[[ Data section, beginning ]]

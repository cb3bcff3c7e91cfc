use async_trait::async_trait;
use serde_json::Value as Json;
use std::collections::HashMap;
use std::sync::Arc;

use super::definition::{Parameter, VariableType, WorkflowStep};
use super::orchestrator::WorkflowOrchestrator;
use crate::access::DataSession;
use crate::core::{PlatformError, Result};
use crate::registry::PropertyType;
use crate::schema::{Descriptor, SchemaGeneration};

pub const MODEL_PARAM: &str = "model";

/// Everything an executor sees while one step attempt runs.
pub struct StepContext<'a> {
    pub workflow: &'a str,
    pub step_index: usize,
    pub attempt: u32,
    /// Output of the previous step, or the run input for the first one.
    pub input: &'a Json,
    pub context: &'a Json,
    pub session: &'a DataSession,
    pub depth: usize,
    pub orchestrator: &'a WorkflowOrchestrator,
}

/// Step parameters after `{{…}}` substitution and typing.
#[derive(Debug, Clone, Default, PartialEq)]
pub struct StepParameters {
    values: Vec<(String, Json)>,
}

impl StepParameters {
    pub fn new(values: Vec<(String, Json)>) -> Self {
        Self { values }
    }

    pub fn get(&self, key: &str) -> Option<&Json> {
        self.values
            .iter()
            .find(|(k, _)| k.eq_ignore_ascii_case(key))
            .map(|(_, v)| v)
    }

    pub fn get_str(&self, key: &str) -> Option<&str> {
        self.get(key).and_then(Json::as_str)
    }

    /// A non-null value for `key`.
    pub fn require(&self, key: &str) -> Result<&Json> {
        self.get(key)
            .filter(|v| !v.is_null())
            .ok_or_else(|| PlatformError::TypeError(format!("parameter '{}' is required", key)))
    }

    pub fn require_str(&self, key: &str) -> Result<&str> {
        self.require(key)?.as_str().ok_or_else(|| {
            PlatformError::TypeError(format!("parameter '{}' must be a string", key))
        })
    }

    pub fn iter(&self) -> impl Iterator<Item = (&str, &Json)> {
        self.values.iter().map(|(k, v)| (k.as_str(), v))
    }

    /// Every parameter whose key is not in `reserved`.
    pub fn excluding<'a>(&'a self, reserved: &'a [&'a str]) -> impl Iterator<Item = (&'a str, &'a Json)> {
        self.iter()
            .filter(move |(k, _)| !reserved.iter().any(|r| r.eq_ignore_ascii_case(k)))
    }
}

/// Implementation behind one step `type` tag.
#[async_trait]
pub trait StepExecutor: Send + Sync {
    fn step_type(&self) -> &str;

    fn required_parameters(&self) -> &[&'static str] {
        &[]
    }

    /// Model names the step touches, for save-time checks.
    fn referenced_models(&self, step: &WorkflowStep) -> Vec<String> {
        step.parameter(MODEL_PARAM)
            .filter(|p| !p.is_templated() && !p.value.trim().is_empty())
            .map(|p| vec![p.value.trim().to_string()])
            .unwrap_or_default()
    }

    /// Extra save-time checks beyond required parameters and models.
    fn validate_step(&self, _step: &WorkflowStep, _generation: &SchemaGeneration) -> Vec<String> {
        Vec::new()
    }

    /// A default step of this type, shaped for `model` when given.
    fn scaffold(&self, _model: Option<&Descriptor>) -> WorkflowStep {
        self.required_parameters()
            .iter()
            .fold(WorkflowStep::new(self.step_type()), |step, key| {
                step.with_parameter(Parameter::string(*key, ""))
            })
    }

    async fn execute(&self, ctx: &StepContext<'_>, params: &StepParameters) -> Result<Json>;
}

/// Tag → executor lookup, built once at startup.
#[derive(Default, Clone)]
pub struct ExecutorRegistry {
    executors: HashMap<String, Arc<dyn StepExecutor>>,
}

impl ExecutorRegistry {
    pub fn new() -> Self {
        Self::default()
    }

    /// Registers `executor` under its tag, replacing any earlier one.
    pub fn register(&mut self, executor: Arc<dyn StepExecutor>) -> Option<Arc<dyn StepExecutor>> {
        self.executors
            .insert(executor.step_type().to_ascii_lowercase(), executor)
    }

    pub fn resolve(&self, step_type: &str) -> Option<Arc<dyn StepExecutor>> {
        self.executors
            .get(&step_type.trim().to_ascii_lowercase())
            .cloned()
    }

    pub fn step_types(&self) -> Vec<String> {
        let mut types: Vec<String> = self
            .executors
            .values()
            .map(|e| e.step_type().to_string())
            .collect();
        types.sort();
        types
    }

    pub fn len(&self) -> usize {
        self.executors.len()
    }

    pub fn is_empty(&self) -> bool {
        self.executors.is_empty()
    }
}

/// Parameter type used when scaffolding a mapping for a field.
pub fn variable_type_for(property_type: PropertyType) -> VariableType {
    match property_type {
        PropertyType::Boolean => VariableType::Bool,
        PropertyType::Decimal | PropertyType::Float | PropertyType::Double => VariableType::Double,
        PropertyType::ByteArray => VariableType::Json,
        ty if ty.is_integer() => VariableType::Int,
        _ => VariableType::String,
    }
}

#[cfg(test)]
mod tests {
    use super::*;
    use serde_json::json;

    struct Noop;

    #[async_trait]
    impl StepExecutor for Noop {
        fn step_type(&self) -> &str {
            "Noop"
        }

        fn required_parameters(&self) -> &[&'static str] {
            &["target"]
        }

        async fn execute(&self, ctx: &StepContext<'_>, _params: &StepParameters) -> Result<Json> {
            Ok(ctx.input.clone())
        }
    }

    #[test]
    fn test_resolve_is_case_insensitive() {
        let mut registry = ExecutorRegistry::new();
        assert!(registry.register(Arc::new(Noop)).is_none());
        assert!(registry.resolve("noop").is_some());
        assert!(registry.resolve("Missing").is_none());
        assert_eq!(registry.step_types(), vec!["Noop"]);
    }

    #[test]
    fn test_default_scaffold_lists_required_parameters() {
        let step = Noop.scaffold(None);
        assert_eq!(step.step_type, "Noop");
        assert_eq!(step.parameters, vec![Parameter::string("target", "")]);
    }

    #[test]
    fn test_parameters_lookup() {
        let params = StepParameters::new(vec![
            ("model".into(), json!("Order")),
            ("Total".into(), json!(5)),
            ("Note".into(), Json::Null),
        ]);
        assert_eq!(params.require_str("MODEL").unwrap(), "Order");
        assert!(params.require("Note").is_err());
        let mappings: Vec<&str> = params.excluding(&[MODEL_PARAM]).map(|(k, _)| k).collect();
        assert_eq!(mappings, vec!["Total", "Note"]);
    }
}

[[ Data section, end ]]

:: Assigned task ::
Looking at the entries above, copy out every line in which "when" occurs.

:: Response below ::
    /// A default step of this type, shaped for `model` when given.
/// Parameter type used when scaffolding a mapping for a field.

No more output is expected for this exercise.